AI training-set curators — pull the publisher-blessed URL list straight from the sitemap, instead of crawling and guessing.
Competitive research — see exactly which content competitors mark up for indexing, and how often each section updates.

How To Extract URLs From A Sitemap

Pass in a list of seed URLs. Each seed can be a sitemap directly, a sitemap-index, or a bare site root.
For each seed the actor either fetches the sitemap directly, tries the standard /sitemap.xml paths, or (when fallbackToRobotsTxt is on) parses /robots.txt for Sitemap: directives.
The walker descends into <sitemapindex> entries recursively up to 10 levels deep, dropping cycles via a shared seen-set across all seeds.
URLs are filtered in order: includePatterns → excludePatterns → lastmodSince → priorityMin. Chunk indexes are applied last when chunkSize is set.

Input

{
  "seeds": ["https://www.apify.com/sitemap.xml"],
  "fallbackToRobotsTxt": true,
  "recurseSitemapIndex": true,
  "includePatterns": ["**/blog/**"],
  "excludePatterns": ["/draft/"],
  "lastmodSince": "2026-01-01",
  "priorityMin": 0.5,
  "chunkSize": 100,
  "maxUrls": 0,
  "maxItems": 15
}

Field	Type	Default	Description
`seeds`	array	required	Sitemap URLs OR site roots. Site roots fall back to robots.txt when `fallbackToRobotsTxt` is on.
`fallbackToRobotsTxt`	boolean	true	When a seed lacks an explicit sitemap, parse `/robots.txt` for `Sitemap:` directives.
`recurseSitemapIndex`	boolean	true	Walk into nested `<sitemapindex>` entries (most large sites use these).
`includePatterns`	array	—	Glob (`/blog/`) or `/regex/`. Empty = include all.
`excludePatterns`	array	—	Same syntax, applied after include. Exclude wins.
`lastmodSince`	string	—	ISO date. Only emit URLs with `lastmod >= this`.
`priorityMin`	number	—	Only emit URLs with `priority >= this` (0.0-1.0).
`chunkSize`	integer	—	Group output into chunks of this size; tag each row with a chunk index.
`maxUrls`	integer	0	Hard cap on emitted URLs. `0` = unlimited.
`maxItems`	integer	15	Apify-tester safety cap. Override (or set to 0) for production batches.
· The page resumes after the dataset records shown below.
// src/core/query/statement.rs
//! Plain data descriptors for the four statement kinds.
//!
//! Descriptors hold no behaviour beyond simple accessors; they are filled by
//! the builders in [`super::builder`] and consumed by a
//! [`Formatter`](super::formatter::Formatter).

use indexmap::{IndexMap, IndexSet};

use crate::core::common::types::Value;
use crate::core::query::condition::Condition;

#[derive(Debug, Clone, Copy, PartialEq, Eq, Hash)]
pub enum OrderDirection {
    Asc,
    Desc,
}

impl OrderDirection {
    #[must_use]
    pub const fn as_str(self) -> &'static str {
        match self {
            Self::Asc => "ASC",
            Self::Desc => "DESC",
        }
    }
}

/// Row locking requested by a `SELECT`.
#[derive(Debug, Clone, Copy, PartialEq, Eq, Hash)]
pub enum LockMode {
    ForUpdate,
    ForShare,
}

#[derive(Debug, PartialEq, Clone)]
pub struct TableReference {
    pub name: String,
    pub alias: Option<String>,
}

impl TableReference {
    pub fn new(name: impl Into<String>) -> Self {
        Self { name: name.into(), alias: None }
    }
}

/// One entry of a `SELECT` list.
#[derive(Debug, PartialEq, Clone)]
pub enum Projection {
    /// A bare string: a column, `table.column`, `*`, or any SQL text,
    /// optionally followed by `AS alias`.
    Name(String),
    /// A column with an explicit alias.
    Aliased { name: String, alias: String },
    /// SQL text rendered exactly as given.
    Expression(String),
}

impl From<&str> for Projection {
    fn from(name: &str) -> Self {
        Self::Name(name.to_string())
    }
}

impl From<String> for Projection {
    fn from(name: String) -> Self {
        Self::Name(name)
    }
}

/// Attributes shared by statements that filter rows.
#[derive(Debug, PartialEq, Clone)]
pub struct Filter {
    pub table: TableReference,
    /// Top-level chains, implicitly joined with `AND`.
    pub conditions: Vec<Condition>,
    pub order_by: IndexMap<String, OrderDirection>,
    pub limit: Option<u64>,
}

impl Filter {
    pub fn new(table: impl Into<String>) -> Self {
        Self {
            table: TableReference::new(table),
            conditions: Vec::new(),
            order_by: IndexMap::new(),
            limit: None,
        }
    }
}

#[derive(Debug, PartialEq, Clone)]
pub struct SelectStatement {
    pub filter: Filter,
    pub columns: Vec<Projection>,
    pub distinct: bool,
    pub group_by: Vec<String>,
    pub offset: Option<u64>,
    pub lock: Option<LockMode>,
}

impl SelectStatement {
    pub fn new(table: impl Into<String>) -> Self {
        Self {
            filter: Filter::new(table),
            columns: Vec::new(),
            distinct: false,
            group_by: Vec::new(),
            offset: None,
            lock: None,
        }
    }
}

#[derive(Debug, PartialEq, Clone)]
pub struct InsertStatement {
    pub table: TableReference,
    pub dataset: Vec<IndexMap<String, Value>>,
    pub returning: Vec<String>,
}

impl InsertStatement {
    pub fn new(table: impl Into<String>) -> Self {
        Self { table: TableReference::new(table), dataset: Vec::new(), returning: Vec::new() }
    }

    /// Union of the keys of every row, in first-seen order.
    ///
    /// The compiler computes this once and uses the same ordering for the
    /// column list and for extracting each row's bindings.
    #[must_use]
    pub fn columns(&self) -> Vec<&str> {
        let columns: IndexSet<&str> =
            self.dataset.iter().flat_map(|row| row.keys().map(String::as_str)).collect();
        columns.into_iter().collect()
    }
}

#[derive(Debug, PartialEq, Clone)]
pub struct UpdateStatement {
    pub filter: Filter,
    pub assignments: IndexMap<String, Value>,
    pub returning: Vec<String>,
}

impl UpdateStatement {
    pub fn new(table: impl Into<String>) -> Self {
        Self { filter: Filter::new(table), assignments: IndexMap::new(), returning: Vec::new() }
    }
}

#[derive(Debug, PartialEq, Clone)]
pub struct DeleteStatement {
    pub filter: Filter,
    pub returning: Vec<String>,
}

impl DeleteStatement {
    pub fn new(table: impl Into<String>) -> Self {
        Self { filter: Filter::new(table), returning: Vec::new() }
    }
}

/// A statement of any kind, ready to be compiled.
#[derive(Debug, PartialEq, Clone)]
pub enum Statement {
    Select(SelectStatement),
    Insert(InsertStatement),
    Update(UpdateStatement),
    Delete(DeleteStatement),
}

impl Statement {
    #[must_use]
    pub const fn kind(&self) -> &'static str {
        match self {
            Self::Select(_) => "SELECT",
            Self::Insert(_) => "INSERT",
            Self::Update(_) => "UPDATE",
            Self::Delete(_) => "DELETE",
        }
    }

    #[must_use]
    pub fn table(&self) -> &str {
        match self {
            Self::Select(s) => &s.filter.table.name,
            Self::Insert(s) => &s.table.name,
            Self::Update(s) => &s.filter.table.name,
            Self::Delete(s) => &s.filter.table.name,
        }
    }
}

impl From<SelectStatement> for Statement {
    fn from(s: SelectStatement) -> Self {
        Self::Select(s)
    }
}

impl From<InsertStatement> for Statement {
    fn from(s: InsertStatement) -> Self {
        Self::Insert(s)
    }
}

impl From<UpdateStatement> for Statement {
    fn from(s: UpdateStatement) -> Self {
        Self::Update(s)
    }
}

impl From<DeleteStatement> for Statement {
    fn from(s: DeleteStatement) -> Self {
        Self::Delete(s)
    }
}
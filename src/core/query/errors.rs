// src/core/query/errors.rs
//! Errors raised while compiling a statement into SQL text and bindings.

use thiserror::Error;

use super::condition::Operator;

/// A malformed statement. Never retryable: the statement must be fixed.
#[derive(Error, Debug, Clone, PartialEq, Eq)]
pub enum CompileError {
    #[error("operator {0} has no negated form")]
    NonNegatable(Operator),

    #[error("too many parameters: expected a single value, got {0}")]
    TooManyParameters(usize),

    #[error("operator {operator} expects {expected} parameter(s), got {found}")]
    MissingParameters { operator: Operator, expected: usize, found: usize },

    #[error("operator {operator} expects {expected}")]
    InvalidOperand { operator: Operator, expected: &'static str },

    #[error("condition on column '{0}' has no operator")]
    IncompleteCondition(String),

    #[error("insert statement has no rows")]
    EmptyDataset,

    #[error("update statement has no assignments")]
    EmptyAssignments,

    #[error("{clause} is not supported by the {dialect} dialect")]
    Unsupported { dialect: &'static str, clause: &'static str },

    #[error("invalid savepoint identifier '{0}'")]
    InvalidSavepointId(String),
}
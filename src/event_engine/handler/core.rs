// src/event_engine/handler/core.rs

use std::fmt;

use tracing::warn;

use super::processors::EventListener;
use super::types::TransactionEvent;

/// Fans each event out to the registered listeners, in registration order.
#[derive(Default)]
pub struct Dispatcher {
    listeners: Vec<Box<dyn EventListener>>,
}

impl Dispatcher {
    #[must_use]
    pub fn new() -> Self {
        Self::default()
    }

    pub fn subscribe(&mut self, listener: Box<dyn EventListener>) {
        self.listeners.push(listener);
    }

    #[must_use]
    pub fn len(&self) -> usize {
        self.listeners.len()
    }

    #[must_use]
    pub fn is_empty(&self) -> bool {
        self.listeners.is_empty()
    }

    /// Delivers `event` to every listener. A failing listener is logged and
    /// skipped.
    pub fn dispatch(&self, event: &TransactionEvent) {
        for listener in &self.listeners {
            if let Err(err) = listener.on_event(event) {
                warn!(event = event.name(), error = %err, "transaction event listener failed");
            }
        }
    }
}

impl fmt::Debug for Dispatcher {
    fn fmt(&self, f: &mut fmt::Formatter<'_>) -> fmt::Result {
        f.debug_struct("Dispatcher").field("listeners", &self.listeners.len()).finish()
    }
}
use std::fmt;

use crate::core::query::errors::CompileError;
use crate::core::transaction::errors::DriverError;

#[derive(Debug)]
pub enum OxisqlError {
    Io(std::io::Error),
    Compile(CompileError),
    Driver(DriverError),
    Configuration(String),
}

impl fmt::Display for OxisqlError {
    fn fmt(&self, f: &mut fmt::Formatter<'_>) -> fmt::Result {
        match self {
            Self::Io(e) => write!(f, "IO Error: {e}"),
            Self::Compile(e) => write!(f, "Compile Error: {e}"),
            Self::Driver(e) => write!(f, "{e}"),
            Self::Configuration(s) => write!(f, "Configuration error: {s}"),
        }
    }
}

impl std::error::Error for OxisqlError {
    fn source(&self) -> Option<&(dyn std::error::Error + 'static)> {
        match self {
            Self::Io(e) => Some(e),
            Self::Compile(e) => Some(e),
            Self::Driver(e) => Some(e),
            Self::Configuration(_) => None,
        }
    }
}

impl From<std::io::Error> for OxisqlError {
    fn from(err: std::io::Error) -> Self {
        Self::Io(err)
    }
}

impl From<CompileError> for OxisqlError {
    fn from(err: CompileError) -> Self {
        Self::Compile(err)
    }
}

impl From<DriverError> for OxisqlError {
    fn from(err: DriverError) -> Self {
        Self::Driver(err)
    }
}

impl From<toml::de::Error> for OxisqlError {
    fn from(err: toml::de::Error) -> Self {
        Self::Configuration(err.to_string())
    }
}
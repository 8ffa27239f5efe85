// This module handles query construction and compilation.

pub mod builder;
pub mod condition;
pub mod errors;
pub mod formatter;
pub mod range;
pub mod statement;

pub use builder::{delete, insert, select, update, FilterBuilder};
pub use condition::{Condition, ConditionNode, Connective, Operand, Operator};
pub use errors::CompileError;
pub use formatter::{
    CompiledStatement, Formatter, GenericFormatter, MySqlFormatter, PostgresFormatter, SqliteFormatter,
};
pub use range::Range;
pub use statement::{LockMode, OrderDirection, Projection, Statement};
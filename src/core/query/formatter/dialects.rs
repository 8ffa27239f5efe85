// src/core/query/formatter/dialects.rs
//! Concrete formatters. Each overrides only the hooks where its dialect
//! departs from the generic rendering.

use super::Formatter;
use crate::core::query::statement::LockMode;

/// ANSI-flavoured output with bare identifiers.
#[derive(Debug, Clone, Copy, Default)]
pub struct GenericFormatter;

impl Formatter for GenericFormatter {
    fn dialect_name(&self) -> &'static str {
        "generic"
    }
}

#[derive(Debug, Clone, Copy, Default)]
pub struct MySqlFormatter;

impl Formatter for MySqlFormatter {
    fn dialect_name(&self) -> &'static str {
        "mysql"
    }

    fn quote_char(&self) -> Option<char> {
        Some('`')
    }

    fn lock_clause(&self, mode: LockMode) -> Option<&'static str> {
        Some(match mode {
            LockMode::ForUpdate => "FOR UPDATE",
            LockMode::ForShare => "LOCK IN SHARE MODE",
        })
    }

    fn supports_returning(&self) -> bool {
        false
    }

    fn offset_only_limit(&self) -> Option<&'static str> {
        Some("18446744073709551615")
    }

    fn begin_sql(&self) -> &'static str {
        "START TRANSACTION"
    }
}

#[derive(Debug, Clone, Copy, Default)]
pub struct PostgresFormatter;

impl Formatter for PostgresFormatter {
    fn dialect_name(&self) -> &'static str {
        "postgres"
    }

    fn quote_char(&self) -> Option<char> {
        Some('"')
    }

    fn supports_ordered_mutation(&self) -> bool {
        false
    }
}

/// SQLite has no row locks; lock requests are dropped.
#[derive(Debug, Clone, Copy, Default)]
pub struct SqliteFormatter;

impl Formatter for SqliteFormatter {
    fn dialect_name(&self) -> &'static str {
        "sqlite"
    }

    fn quote_char(&self) -> Option<char> {
        Some('"')
    }

    fn lock_clause(&self, _mode: LockMode) -> Option<&'static str> {
        None
    }

    fn offset_only_limit(&self) -> Option<&'static str> {
        Some("-1")
    }
}
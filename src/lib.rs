#![warn(clippy::unwrap_used)]
#![warn(clippy::expect_used)]
#![warn(clippy::panic)]
#![warn(clippy::cast_possible_truncation)]
#![warn(clippy::cast_possible_wrap)]
#![warn(clippy::cast_sign_loss)]
#![forbid(unsafe_code)]
#![deny(clippy::todo, clippy::module_inception, clippy::wildcard_imports, clippy::correctness)]
#![warn(clippy::missing_const_for_fn, clippy::all)]

//! # Oxisql: SQL condition compilation and nested transactions
//!
//! `oxisql` sits between application code and an SQL engine:
//! - Fluent builders describe `SELECT`, `INSERT`, `UPDATE` and `DELETE`
//!   statements, including chained `WHERE` conditions with ranges, `IN`
//!   lists, negation and raw fragments
//! - A dialect [`Formatter`] compiles a statement into parameterized SQL text
//!   plus an ordered list of bindings
//! - A [`Coordinator`] maps nested units of work onto one engine transaction
//!   with savepoints, and rolls back to exactly the scope that asked for it
//!
//! [`Connection`] ties the three together around a [`Driver`].

pub mod api;
pub mod core;
pub mod event_engine;

// Re-export key types for easier use by library consumers
pub use crate::api::{Connection, Session};
pub use crate::core::common::types::{ExecutionEnvelope, Row, Value};
pub use crate::core::common::OxisqlError;
pub use crate::core::config::{Config, Dialect};
pub use crate::core::query::{
    delete, insert, select, update, CompileError, CompiledStatement, Condition, FilterBuilder, Formatter, Range,
    Statement,
};
pub use crate::core::transaction::{Coordinator, Driver, DriverError, Scope, TransactionError};

/// Core result type for the library
pub type Result<T> = std::result::Result<T, OxisqlError>;

#[cfg(test)]
mod tests {
    use crate::{select, Condition, Config, Connection, FilterBuilder, TransactionError};
    use crate::core::transaction::{DriverCall, RecordingDriver};

    #[test]
    fn crate_root_exports_compose() {
        let mut conn = Connection::new(RecordingDriver::new(), &Config::default());
        let statement = select("t").where_clause(Condition::column("id").is_in([1, 2])).build();

        let rows = conn
            .transaction(|session| -> Result<usize, TransactionError<()>> {
                Ok(session.execute(&statement)?.row_count())
            })
            .unwrap();

        assert_eq!(rows, Some(0));
        assert_eq!(
            conn.driver().calls(),
            &[
                DriverCall::Begin,
                DriverCall::Execute("SELECT * FROM t WHERE id IN (?, ?)".to_string()),
                DriverCall::Commit,
            ]
        );
    }

    #[test]
    fn result_alias_carries_oxisql_error() {
        let result: crate::Result<()> = Err(crate::OxisqlError::Configuration("bad".to_string()));
        assert!(result.is_err());
    }
}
The effective cap is the smaller of maxUrls and maxItems when both are set.

Sitemap Walker Pro Output Fields

{
  "url": "https://example.com/blog/post-1",
  "lastmod": "2026-04-15T10:00:00Z",
  "changefreq": "weekly",
  "priority": 0.8,
  "sourceSitemap": "https://example.com/sitemap.xml",
  "chunk": 0,
  "alternates":  ["es=https://example.com/es/blog/post-1"],
  "imageRefs":   ["https://example.com/img.jpg;Hero shot"],
  "videoRefs":   [],
  "newsTitle":           null,
  "newsPublication":     null,
  "newsPublicationDate": null,
  "newsLanguage":        null,
  "scrapedAt": "2026-04-30T18:00:00Z"
}

Field	Type	Description
`url`	string	Discovered URL.
`lastmod`	string	Last-modified timestamp from the sitemap (ISO string).
`changefreq`	string	`always`, `hourly`, `daily`, `weekly`, `monthly`, `yearly`, or `never`.
`priority`	number	Priority hint from the sitemap (0.0-1.0).
`sourceSitemap`	string	URL of the sitemap that contained this entry.
`chunk`	number	0-based chunk index when `chunkSize` is set; `0` otherwise.
`alternates`	array	Pipe-joined `hreflang=href` entries from `xhtml:link rel=alternate`.
`imageRefs`	array	Pipe-joined `loc;title` entries from image sitemaps.
`videoRefs`	array	Pipe-joined `title;content_loc` entries from video sitemaps.
`newsTitle`	string	Google News sitemap title (when present).
`newsPublication`	string	Google News publication name (when present).
`newsPublicationDate`	string	Google News publication date (when present).
`newsLanguage`	string	Google News language code (when present).
`scrapedAt`	string	Timestamp when this URL was discovered.

Pricing

Token charge — functionally free. Apify rejects truly $0 PPE events, so the per-URL price is the smallest practical floor.

Event	Price
Actor start	$0.10
Per discovered URL	$0.0001

Volume	Cost
100 URLs	$0.11
1,000 URLs	$0.20
10,000 URLs	$1.10

This actor is the cheap discovery primitive that pairs with paid downstream actors. Walk sitemaps liberally.

Limits

maxItems defaults to 15 — sized for the Apify tester's 5-minute timeout. Override for production batches by setting maxItems higher and / or relying on maxUrls.
The actor does not fetch the URLs it discovers. Pair with a downstream actor (HTML scraper, Lighthouse, screenshot, structured-data validator) for that.
Sitemap-index recursion caps at 10 levels deep. Cycles are detected via a shared seen-set across all seeds.
robots.txt Disallow: rules are not enforced. Sitemaps are explicitly the publisher's invitation to fetch the listed URLs.
Crawl-delay: directives are not parsed. The walker uses a fixed 250 ms courtesy delay between requests, plus automatic 429 / 5xx retry handling.
Some publishers compress sitemaps as .xml.gz — these are auto-decompressed.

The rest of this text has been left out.